#[cfg(test)]
mod tests {
    use super::*;
    use tokio::sync::Mutex;

    /// Recording stub implementing all four capabilities
    #[derive(Default)]
    struct Recorder {
        questions: Mutex<Vec<QuestionObject>>,
        actions: Mutex<Vec<ActionObject>>,
        updates: Mutex<Vec<ActionUpdateObject>>,
        answers: Mutex<Vec<AnswerObject>>,
        fail: bool,
    }

    #[async_trait]
    impl HandlesQuestion for Recorder {
        async fn handle_question(&self, object: QuestionObject) -> Result<()> {
            if self.fail {
                return Err(Error::Internal("boom".to_string()));
            }
            self.questions.lock().await.push(object);
            Ok(())
        }
    }

    #[async_trait]
    impl HandlesAction for Recorder {
        async fn handle_action(&self, object: ActionObject) -> Result<()> {
            self.actions.lock().await.push(object);
            Ok(())
        }
    }

    #[async_trait]
    impl HandlesActionUpdate for Recorder {
        async fn handle_action_update(&self, object: ActionUpdateObject) -> Result<()> {
            self.updates.lock().await.push(object);
            Ok(())
        }
    }

    #[async_trait]
    impl HandlesAnswer for Recorder {
        async fn handle_answer(&self, object: AnswerObject) -> Result<()> {
            self.answers.lock().await.push(object);
            Ok(())
        }
    }

    fn router_with(recorder: Arc<Recorder>) -> StreamRouter {
        StreamRouterBuilder::new("session-test")
            .question(recorder.clone())
            .action(recorder.clone())
            .action_update(recorder.clone())
            .answer(recorder)
            .build()
            .unwrap()
    }

    fn question_value(id: &str, text: &str) -> serde_json::Value {
        serde_json::json!({
            "type": "question",
            "id": id,
            "text": text,
            "timestamp": 1.0,
            "confidence": 0.9,
        })
    }

    #[tokio::test]
    async fn test_malformed_object_dropped_and_counted() {
        let recorder = Arc::new(Recorder::default());
        let router = router_with(recorder.clone());

        let outcome = router
            .route(serde_json::json!({"id": "x", "some_field": 1}))
            .await
            .unwrap();
        assert_eq!(outcome, RouteOutcome::Malformed);

        let metrics = router.metrics();
        assert_eq!(metrics.malformed_objects, 1);
        assert_eq!(metrics.total_objects_processed, 0);
        assert!(recorder.questions.lock().await.is_empty());
    }

    #[tokio::test]
    async fn test_duplicate_id_not_redispatched() {
        let recorder = Arc::new(Recorder::default());
        let router = router_with(recorder.clone());

        let id = "q_3f2c8a10-9f6a-4d2b-8a3e-1c2d3e4f5a6b";
        router.route(question_value(id, "first?")).await.unwrap();
        let outcome = router.route(question_value(id, "first?")).await.unwrap();

        assert_eq!(outcome, RouteOutcome::Duplicate(ObjectKind::Question));
        assert_eq!(recorder.questions.lock().await.len(), 1);

        let metrics = router.metrics();
        assert_eq!(metrics.questions_routed, 1);
        assert_eq!(metrics.duplicate_objects, 1);
        assert_eq!(metrics.total_objects_processed, 2);
    }

    #[tokio::test]
    async fn test_nonconforming_id_still_dispatched() {
        let recorder = Arc::new(Recorder::default());
        let router = router_with(recorder.clone());

        let outcome = router
            .route(question_value("totally-freeform-id", "style?"))
            .await
            .unwrap();
        assert_eq!(outcome, RouteOutcome::Routed(ObjectKind::Question));
        assert_eq!(recorder.questions.lock().await.len(), 1);
    }

    #[tokio::test]
    async fn test_answer_identity_repair_by_exact_text() {
        let recorder = Arc::new(Recorder::default());
        let router = router_with(recorder.clone());

        let id = "q_3f2c8a10-9f6a-4d2b-8a3e-1c2d3e4f5a6b";
        router
            .route(question_value(id, "What is the deadline?"))
            .await
            .unwrap();

        router
            .route(serde_json::json!({
                "type": "answer",
                "question_text": "What is the deadline?",
                "answer_text": "Friday",
                "timestamp": 4.2,
            }))
            .await
            .unwrap();

        let answers = recorder.answers.lock().await;
        assert_eq!(answers.len(), 1);
        assert_eq!(answers[0].question_id.as_deref(), Some(id));
    }

    #[tokio::test]
    async fn test_answer_unknown_text_dispatched_unresolved() {
        let recorder = Arc::new(Recorder::default());
        let router = router_with(recorder.clone());

        router
            .route(serde_json::json!({
                "type": "answer",
                "question_text": "never asked",
                "answer_text": "42",
                "timestamp": 1.0,
            }))
            .await
            .unwrap();

        let answers = recorder.answers.lock().await;
        assert_eq!(answers.len(), 1);
        assert!(answers[0].question_id.is_none());
    }

    #[tokio::test]
    async fn test_action_update_identity_repair() {
        let recorder = Arc::new(Recorder::default());
        let router = router_with(recorder.clone());

        let id = "a_3f2c8a10-9f6a-4d2b-8a3e-1c2d3e4f5a6b";
        router
            .route(serde_json::json!({
                "type": "action",
                "id": id,
                "description": "send the budget report",
                "timestamp": 2.0,
                "confidence": 0.9,
            }))
            .await
            .unwrap();

        router
            .route(serde_json::json!({
                "type": "action_update",
                "action_text": "send the budget report",
                "owner": "erin",
            }))
            .await
            .unwrap();

        let updates = recorder.updates.lock().await;
        assert_eq!(updates.len(), 1);
        assert_eq!(updates[0].id.as_deref(), Some(id));
    }

    #[tokio::test]
    async fn test_handler_error_wrapped_and_counted() {
        let recorder = Arc::new(Recorder {
            fail: true,
            ..Default::default()
        });
        let router = router_with(recorder);

        let result = router
            .route(question_value(
                "q_3f2c8a10-9f6a-4d2b-8a3e-1c2d3e4f5a6b",
                "will this fail?",
            ))
            .await;

        match result {
            Err(Error::Routing(msg)) => assert!(msg.contains("question handler failed")),
            other => panic!("expected routing error, got {:?}", other),
        }
        assert_eq!(router.metrics().routing_errors, 1);
    }

    #[tokio::test]
    async fn test_latency_recorded() {
        let recorder = Arc::new(Recorder::default());
        let router = router_with(recorder);

        router
            .route(question_value(
                "q_3f2c8a10-9f6a-4d2b-8a3e-1c2d3e4f5a6b",
                "latency?",
            ))
            .await
            .unwrap();

        // One sample recorded; the average is defined (possibly sub-µs on
        // fast machines, so only assert non-negative)
        assert!(router.metrics().avg_latency_us >= 0.0);
    }
}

· · · · · · ·

▶ Problem description
Word for word, reproduce the listing above from its start up to and including the line that has "impl HandlesQuestion for". Give only those lines.

▶ Response area
#[cfg(test)]
mod tests {
    use super::*;
    use tokio::sync::Mutex;

    /// Recording stub implementing all four capabilities
    #[derive(Default)]
    struct Recorder {
        questions: Mutex<Vec<QuestionObject>>,
        actions: Mutex<Vec<ActionObject>>,
        updates: Mutex<Vec<ActionUpdateObject>>,
        answers: Mutex<Vec<AnswerObject>>,
        fail: bool,
    }

    #[async_trait]
    impl HandlesQuestion for Recorder {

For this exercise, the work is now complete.